Старая проблема Иова.

Фундаментальный принцип Кафки: сострадание к человечеству, которое задачу «делать все правильно» считает очень трудной. Сострадание наполовину сквозь смех, наполовину сквозь слезы. Не гневное обличение «теологов кризиса», которые точно знают, в чем именно ошибается человечество.
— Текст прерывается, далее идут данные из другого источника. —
//! Submitted form access.

pub mod multipart;

pub use multipart::{FormPart, FormParts, MultipartForm, MultipartItem};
Требования Кафки к самому себе очень строги. Он никогда не верил, что приблизится к их выполнению. С другой стороны, он не был «художественным критиком» в общепринятом смысле слова. Множество явлений проходило у него перед глазами, множество простых людей, с которыми он входил в контакт. Они казались ему самодостаточными, заслуживающими восхищения, успешными и сильными, они были отмечены Божеской милостью. Частично Кафка был прав в таком своем отношении, потому что никто другой так остро не осознавал свою «отдаленность от Бога». Однако в этом осознании «отдаленности» Кафка, со своей покорностью, не видел добродетели, а только неопределенность, иначе говоря – слабость. Но так как это было первостепенным условием всей его жизни – ощущать расстояние, которое отделяет его от Бога, от правильного жизненного пути (и это было ясно без всяких завуалированных ритуалов и мистицизма), – его восхищение простым человеком – «пешеходом», как назвал его Кьёркегор, – часто оборачивалось необычайно мягкой, непредвзятой, игривой и в то же время острой иронией. Он со снисхождением относился к мнимым победителям жизни, просто по доброте своей души: «Они знают о бездне не меньше меня – и все же они весело балансируют над ней». Но знают ли они всю правду? Эта шутливая гипотеза, облегчившая личную трагедию жизни Кафки, лежала в основе его уникального юмора.

Поэтому отношение Кафки похоже на отношение Иова, но во многом отлично от него. Однако я не могу, подобно Шопсу и Маргарет Зусман, провести параллель между различиями их взглядов и различиями в состоянии развития еврейской нации в то время и сейчас.